Length distribution of the unigene and transcript of O. oratoria.
3.2. Unigene Annotation and Functional Classification
Annotation of the 100 978 unigenes in seven databases (National Center for Biotechnology Information [NCBI] nonredundant protein [Nr], NCBI nucleotide sequences [Nt], KEGG Orthology [KO], GO, Swiss-Prot, protein family [Pfam], and EuKaryotic Orthologous Groups [KOG]) showed that 8369 (8.28%) unigenes were successfully annotated in all databases and 54 888 (54.35%) were annotated in at least one database. Thus, more than 40% of the unigenes could not be annotated. Most of the unigenes were annotated in GO (37 686, 37.32%) followed by Nr (36 963, 36.61%) and Swiss-Prot (36 948, 36.59%) (Table 2).

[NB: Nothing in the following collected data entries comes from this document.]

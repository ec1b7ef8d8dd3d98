//! Command-line interface for shotscene.
//!
//! Provides commands for converting stories into shot lists, showing the
//! resolved configuration, and checking the completion service.

use std::io::{self, IsTerminal, Read};
use std::path::{Path, PathBuf};

use anyhow::{Context, Result};
use clap::{Parser, Subcommand, ValueEnum};

use crate::config::{load_config, ConvertConfig, ResolvedConfig};
use crate::core::Converter;
use crate::domain::{OutputFormat, ShotList};

/// shotscene - Convert stories into film scenes and shots
#[derive(Parser, Debug)]
#[command(name = "shotscene")]
#[command(author, version, about, long_about = None)]
pub struct Cli {
    #[command(subcommand)]
    pub command: Commands,
}

#[derive(Subcommand, Debug)]
pub enum Commands {
    /// Convert story text into a shot list
    Convert {
        /// Input files (reads stdin if none are given)
        #[arg(short, long)]
        input: Vec<PathBuf>,

        /// Output file, or output directory when converting several inputs
        #[arg(short, long)]
        output: Option<PathBuf>,

        /// Output format
        #[arg(short, long, value_enum, default_value = "json")]
        format: FormatArg,

        /// Model to invoke
        #[arg(short, long)]
        model: Option<String>,

        /// Base URL of an OpenAI-compatible API
        #[arg(long)]
        base_url: Option<String>,

        /// Language for headings and descriptions
        #[arg(short, long)]
        language: Option<String>,

        /// Sampling temperature
        #[arg(long)]
        temperature: Option<f32>,

        /// Maximum conversions in flight when several inputs are given
        #[arg(long, default_value = "4")]
        concurrency: usize,
    },

    /// Show resolved configuration
    Config,

    /// Check that the completion service accepts the configured credential
    Check,
}

/// Output format for CLI (maps to OutputFormat)
#[derive(Debug, Clone, Copy, ValueEnum)]
pub enum FormatArg {
    Json,
    Yaml,
    Markdown,
}

impl From<FormatArg> for OutputFormat {
    fn from(f: FormatArg) -> Self {
        match f {
            FormatArg::Json => OutputFormat::Json,
            FormatArg::Yaml => OutputFormat::Yaml,
            FormatArg::Markdown => OutputFormat::Markdown,
        }
    }
}

impl FormatArg {
    fn extension(self) -> &'static str {
        match self {
            FormatArg::Json => "json",
            FormatArg::Yaml => "yaml",
            FormatArg::Markdown => "md",
        }
    }
}

/// Flag overrides applied on top of file and environment configuration
#[derive(Debug, Default)]
struct Overrides {
    model: Option<String>,
    base_url: Option<String>,
    language: Option<String>,
    temperature: Option<f32>,
}

impl Overrides {
    fn apply(self, config: &mut ConvertConfig) {
        if let Some(model) = self.model {
            config.model = model;
        }
        if let Some(base_url) = self.base_url {
            config.base_url = base_url;
        }
        if let Some(language) = self.language {
            config.language = Some(language);
        }
        if let Some(temperature) = self.temperature {
            config.temperature = temperature;
        }
    }
}

impl Cli {
    /// Execute the CLI command
    pub async fn execute(self) -> Result<()> {
        match self.command {
            Commands::Convert {
                input,
                output,
                format,
                model,
                base_url,
                language,
                temperature,
                concurrency,
            } => {
                let overrides = Overrides {
                    model,
                    base_url,
                    language,
                    temperature,
                };
                run_convert(input, output, format, overrides, concurrency).await
            }
            Commands::Config => show_config(),
            Commands::Check => check_service().await,
        }
    }
}

fn resolve_config() -> Result<ResolvedConfig> {
    let cwd = std::env::current_dir().context("Failed to determine current directory")?;
    load_config(&cwd)
}

/// Convert one or more stories
async fn run_convert(
    inputs: Vec<PathBuf>,
    output: Option<PathBuf>,
    format: FormatArg,
    overrides: Overrides,
    concurrency: usize,
) -> Result<()> {
    let mut config = resolve_config()?.convert;
    overrides.apply(&mut config);
    let converter = Converter::new(config);

    if inputs.len() <= 1 {
        let text = match inputs.first() {
            Some(path) => read_input_file(path)?,
            None => read_stdin()?,
        };

        let shot_list = converter.convert(&text).await?;
        let rendered = shot_list.render(format.into())?;

        match output {
            Some(path) => {
                write_output(&path, &rendered)?;
                print_summary(&shot_list, Some(&path));
            }
            None => {
                println!("{}", rendered);
                print_summary(&shot_list, None);
            }
        }
        return Ok(());
    }

    // Several inputs: one output file per input
    let texts = inputs
        .iter()
        .map(|path| read_input_file(path))
        .collect::<Result<Vec<_>>>()?;

    let results = converter.convert_batch(texts, concurrency).await;

    let mut failures = 0usize;
    for (path, result) in inputs.iter().zip(results) {
        match result {
            Ok(shot_list) => {
                let target = batch_output_path(path, output.as_deref(), format);
                write_output(&target, &shot_list.render(format.into())?)?;
                print_summary(&shot_list, Some(&target));
            }
            Err(e) => {
                failures += 1;
                eprintln!("[{}] failed: {}", path.display(), e);
            }
        }
    }

    if failures > 0 {
        anyhow::bail!("{} of {} conversions failed", failures, inputs.len());
    }

    Ok(())
}

fn read_input_file(path: &Path) -> Result<String> {
    std::fs::read_to_string(path)
        .with_context(|| format!("Failed to read input file: {}", path.display()))
}

fn read_stdin() -> Result<String> {
    if io::stdin().is_terminal() {
        anyhow::bail!("No input provided. Use --input <file> or pipe to stdin");
    }

    let mut buffer = String::new();
    io::stdin()
        .read_to_string(&mut buffer)
        .context("Failed to read from stdin")?;
    Ok(buffer)
}

fn write_output(path: &Path, content: &str) -> Result<()> {
    if let Some(parent) = path.parent().filter(|p| !p.as_os_str().is_empty()) {
        std::fs::create_dir_all(parent)
            .with_context(|| format!("Failed to create directory: {}", parent.display()))?;
    }
    std::fs::write(path, content)
        .with_context(|| format!("Failed to write output file: {}", path.display()))
}

/// `<dir>/<stem>.shots.<ext>`, next to the input unless a directory is given
fn batch_output_path(input: &Path, output_dir: Option<&Path>, format: FormatArg) -> PathBuf {
    let stem = input
        .file_stem()
        .map(|s| s.to_string_lossy().to_string())
        .unwrap_or_else(|| "story".to_string());
    let file_name = format!("{}.shots.{}", stem, format.extension());

    match output_dir {
        Some(dir) => dir.join(file_name),
        None => input.with_file_name(file_name),
    }
}

fn print_summary(shot_list: &ShotList, written_to: Option<&Path>) {
    let destination = written_to
        .map(|p| format!(" -> {}", p.display()))
        .unwrap_or_default();
    eprintln!(
        "[{} scene(s), {} shot(s) from {}{}]",
        shot_list.scene_count(),
        shot_list.shot_count(),
        shot_list.model,
        destination
    );
}

/// Show resolved configuration (credential redacted)
fn show_config() -> Result<()> {
    let resolved = resolve_config()?;
    let cfg = &resolved.convert;

    println!("shotscene configuration");
    println!();
    println!(
        "Config file: {}",
        resolved
            .config_file
            .as_ref()
            .map(|p| p.display().to_string())
            .unwrap_or_else(|| "(none - using defaults)".to_string())
    );
    println!("API key:     {}", cfg.redacted_api_key());
    println!();
    print!("{}", serde_yaml::to_string(cfg).context("Failed to render configuration")?);

    Ok(())
}

/// Check the completion service
async fn check_service() -> Result<()> {
    let config = resolve_config()?.convert;
    let base_url = config.base_url.clone();
    let converter = Converter::new(config);

    converter
        .health_check()
        .await
        .with_context(|| format!("Completion service check failed for {}", base_url))?;

    println!("OK: {} accepted the configured API key", base_url);
    Ok(())
}

#[cfg(test)]
mod tests {
    use super::*;

    #[test]
    fn test_convert_args_parse() {
        let cli = Cli::try_parse_from([
            "shotscene",
            "convert",
            "-i",
            "a.txt",
            "-i",
            "b.txt",
            "--format",
            "markdown",
            "--model",
            "gpt-4o",
        ])
        .unwrap();

        match cli.command {
            Commands::Convert {
                input,
                format,
                model,
                concurrency,
                ..
            } => {
                assert_eq!(input, vec![PathBuf::from("a.txt"), PathBuf::from("b.txt")]);
                assert!(matches!(format, FormatArg::Markdown));
                assert_eq!(model.as_deref(), Some("gpt-4o"));
                assert_eq!(concurrency, 4);
            }
            other => panic!("unexpected command: {other:?}"),
        }
    }

    #[test]
    fn test_overrides_apply() {
        let mut config = ConvertConfig::default();
        Overrides {
            model: Some("gpt-4o".into()),
            temperature: Some(0.1),
            ..Default::default()
        }
        .apply(&mut config);

        assert_eq!(config.model, "gpt-4o");
        assert_eq!(config.temperature, 0.1);
        assert!(config.language.is_none());
    }

    #[test]
    fn test_batch_output_path() {
        let input = Path::new("stories/heist.txt");

        assert_eq!(
            batch_output_path(input, None, FormatArg::Json),
            PathBuf::from("stories/heist.shots.json")
        );
        assert_eq!(
            batch_output_path(input, Some(Path::new("out")), FormatArg::Markdown),
            PathBuf::from("out/heist.shots.md")
        );
    }
}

Table 2. Summary of Annotation of 100 978 Unigenes in O. oratoria.
| database | number of unigenes | percentage (%) |
|---|---|---|
| annotated in Nr | 36 963 | 36.61 |
| annotated in Nt | 35 325 | 34.98 |
| annotated in KO | 18 583 | 18.4 |
| annotated in SwissProt | 36 948 | 36.59 |
| annotated in Pfam | 36 753 | 36.39 |
| annotated in GO | 37 686 | 37.32 |
| annotated in KOG | 19 488 | 19.29 |
| annotated in all databases | 8369 | 8.28 |
| annotated in at least one database | 54 888 | 54.35 |
| total unigenes | 100 978 | 100 |
Functional classification of the unigenes was achieved by GO and KEGG analyses. In the GO analysis, the annotated unigenes (37 686) were classified into three categories: “cell component”, “biological process”, and “molecular function”. These categories included 165 662, 509 444, and 79 556 unigenes, respectively (Figure 2). In the KEGG analysis, most of the unigenes (18 583) analyzed were assigned to “metabolism” (7444) compared with “cellular processes” (3354), “environmental information processing” (2645), “genetic information processing” (4897), and “organismal systems” (6170) (Figure 3). Genes like NfKb,37 a member of the RAS oncogene family (RAP1A), and activating transcription factor 1 (ATF),38 which have been reported to respond to lipopolysaccharide (LPS), were also annotated in this study. Annotation and functional classification of the unigenes laid the foundation for further functional enrichment analysis of DEGs.
Figure 2.
Gene Ontology (GO) annotations of the assembled unigenes: 3 categories and 56 sub-categories.
Figure 3.
Cluster of KEGG Ortholog database annotations of assembled unigenes.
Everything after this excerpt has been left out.